Find the line in the entries below that contains "let mut exhausted = 0usize;". Repeat it exactly, and every line after it through the line that contains "if exhausted == streams.len()".

Top of Extracted records

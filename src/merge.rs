//! Lockstep merge of replicate signal files into one mined table.
//!
//! Every source lists the same regions in the same order. Rows are zipped by
//! position, the score tails are averaged column by column across sources,
//! and the averaged vector is reduced with each enabled statistic.

use std::io::{BufRead, Write};
use std::path::{Path, PathBuf};

use tracing::{debug, warn};

use crate::domain::{AggregatedRecord, SignalRecord, StatisticsConfig};
use crate::error::MinerError;
use crate::fs_util::{self, GzFileWriter, GzReader};
use crate::statistics::{self, average_columns, missing_fraction, reduce};

pub const KEY_COLUMNS: [&str; 4] = ["chrom", "chromStart", "chromEnd", "strand"];

#[derive(Debug, Clone, Copy, PartialEq)]
pub struct MergeOptions {
    /// Largest fraction of missing entries an averaged vector may hold and
    /// still be reduced. `1.0` only rejects fully missing vectors.
    pub missing_threshold: f64,
    /// Compare region keys across sources and fail on the first mismatch.
    pub verify_alignment: bool,
}

impl Default for MergeOptions {
    fn default() -> Self {
        Self {
            missing_threshold: 1.0,
            verify_alignment: cfg!(debug_assertions),
        }
    }
}

impl MergeOptions {
    pub fn validate(self) -> Result<Self, MinerError> {
        if !(0.0..=1.0).contains(&self.missing_threshold) {
            return Err(MinerError::InvalidThreshold(self.missing_threshold.to_string()));
        }
        Ok(self)
    }
}

#[derive(Debug, Clone, PartialEq)]
pub enum MergeOutcome {
    Written { rows: usize },
    /// A source could not be read to the end. No output was written; what to
    /// do with the sources is up to the caller.
    Corrupted { sources: Vec<PathBuf>, reason: String },
}

struct SourceStream<'a> {
    path: &'a Path,
    reader: GzReader,
    line: String,
    line_number: usize,
}

enum Advance {
    Row,
    Exhausted,
    Corrupted(String),
}

impl<'a> SourceStream<'a> {
    fn open(path: &'a Path) -> Result<Self, MinerError> {
        Ok(Self {
            path,
            reader: fs_util::open_gz(path)?,
            line: String::new(),
            line_number: 0,
        })
    }

    fn advance(&mut self) -> Result<Advance, MinerError> {
        self.line.clear();
        match self.reader.read_line(&mut self.line) {
            Ok(0) => Ok(Advance::Exhausted),
            Ok(_) => {
                self.line_number += 1;
                Ok(Advance::Row)
            }
            Err(err) if fs_util::is_corruption(&err) => Ok(Advance::Corrupted(format!(
                "{}: {err} after line {}",
                self.path.display(),
                self.line_number
            ))),
            Err(err) => Err(MinerError::Filesystem(format!(
                "read {}: {err}",
                self.path.display()
            ))),
        }
    }
}

/// Header line of a mined file, newline included.
pub fn header(statistics: &StatisticsConfig) -> String {
    let mut columns = KEY_COLUMNS.to_vec();
    columns.extend(statistics.enabled().map(|statistic| statistic.as_str()));
    format!("{}\n", columns.join("\t"))
}

/// Reduces the aligned score tails of one region.
pub fn summarize(
    tails: &[Vec<Option<f64>>],
    statistics: &StatisticsConfig,
    missing_threshold: f64,
) -> Vec<Option<f64>> {
    let averaged = average_columns(tails);
    let undefined = averaged.iter().all(Option::is_none)
        || missing_fraction(&averaged) > missing_threshold;
    if undefined {
        return vec![None; statistics.len()];
    }
    statistics
        .enabled()
        .map(|statistic| reduce(statistic, &averaged))
        .collect()
}

/// Merges `sources` into a gzip table at `target`.
///
/// Read errors that look like damaged archives are reported as
/// [`MergeOutcome::Corrupted`]. A row that decompresses but does not parse is
/// [`MinerError::MalformedSource`], and any other I/O failure is an error.
pub fn merge_sources<P: AsRef<Path>>(
    sources: &[P],
    target: &Path,
    statistics: &StatisticsConfig,
    options: &MergeOptions,
) -> Result<MergeOutcome, MinerError> {
    if sources.is_empty() {
        return Err(MinerError::EmptyGroup(target.to_path_buf()));
    }

    let mut streams = sources
        .iter()
        .map(|path| SourceStream::open(path.as_ref()))
        .collect::<Result<Vec<_>, _>>()?;
    let mut writer = GzFileWriter::create(target)?;
    write_text(&mut writer, &header(statistics))?;

    let mut rows = 0usize;
    loop {
        let mut exhausted = 0usize;
        for stream in streams.iter_mut() {
            match stream.advance()? {
                Advance::Row => {}
                Advance::Exhausted => exhausted += 1,
                Advance::Corrupted(reason) => {
                    return Ok(MergeOutcome::Corrupted {
                        sources: owned_paths(sources),
                        reason,
                    });
                }
            }
        }
        if exhausted == streams.len() {
            break;
        }
        if exhausted > 0 {
            warn!(
                output = %target.display(),
                rows,
                "sources have different lengths; stopping at the shortest"
            );
            break;
        }

        let mut records = Vec::with_capacity(streams.len());
        for stream in &streams {
            let record = SignalRecord::parse(&stream.line).map_err(|err| {
                MinerError::MalformedSource {
                    path: stream.path.to_path_buf(),
                    line: stream.line_number,
                    message: err.to_string(),
                }
            })?;
            records.push(record);
        }

        if options.verify_alignment {
            check_alignment(&records, &streams, rows)?;
        }

        let mut records = records.into_iter();
        let first = records
            .next()
            .ok_or_else(|| MinerError::EmptyGroup(target.to_path_buf()))?;
        let mut tails = Vec::with_capacity(streams.len());
        tails.push(first.scores);
        tails.extend(records.map(|record| record.scores));

        let aggregated = AggregatedRecord {
            key: first.key,
            values: summarize(&tails, statistics, options.missing_threshold),
        };
        write_text(&mut writer, &format_row(&aggregated))?;
        rows += 1;
    }

    writer.commit()?;
    debug!(output = %target.display(), rows, sources = sources.len(), "mined");
    Ok(MergeOutcome::Written { rows })
}

fn check_alignment(
    records: &[SignalRecord],
    streams: &[SourceStream<'_>],
    row: usize,
) -> Result<(), MinerError> {
    let Some(first) = records.first() else {
        return Ok(());
    };
    for (record, stream) in records.iter().zip(streams).skip(1) {
        if record.key != first.key {
            return Err(MinerError::MisalignedSources {
                row,
                expected: first.key.to_string(),
                found: record.key.to_string(),
                path: stream.path.to_path_buf(),
            });
        }
    }
    Ok(())
}

fn owned_paths<P: AsRef<Path>>(paths: &[P]) -> Vec<PathBuf> {
    paths.iter().map(|path| path.as_ref().to_path_buf()).collect()
}

fn format_row(record: &AggregatedRecord) -> String {
    let mut line = format!(
        "{}\t{}\t{}\t{}",
        record.key.chrom, record.key.chrom_start, record.key.chrom_end, record.key.strand
    );
    for value in &record.values {
        line.push('\t');
        line.push_str(&statistics::format_value(*value));
    }
    line.push('\n');
    line
}

fn write_text(writer: &mut GzFileWriter, text: &str) -> Result<(), MinerError> {
    writer.write_all(text.as_bytes()).map_err(|err| {
        MinerError::Filesystem(format!("write {}: {err}", writer.target().display()))
    })
}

Bottom of Extracted records

_Your solution_
        let mut exhausted = 0usize;
        for stream in streams.iter_mut() {
            match stream.advance()? {
                Advance::Row => {}
                Advance::Exhausted => exhausted += 1,
                Advance::Corrupted(reason) => {
                    return Ok(MergeOutcome::Corrupted {
                        sources: owned_paths(sources),
                        reason,
                    });
                }
            }
        }
        if exhausted == streams.len() {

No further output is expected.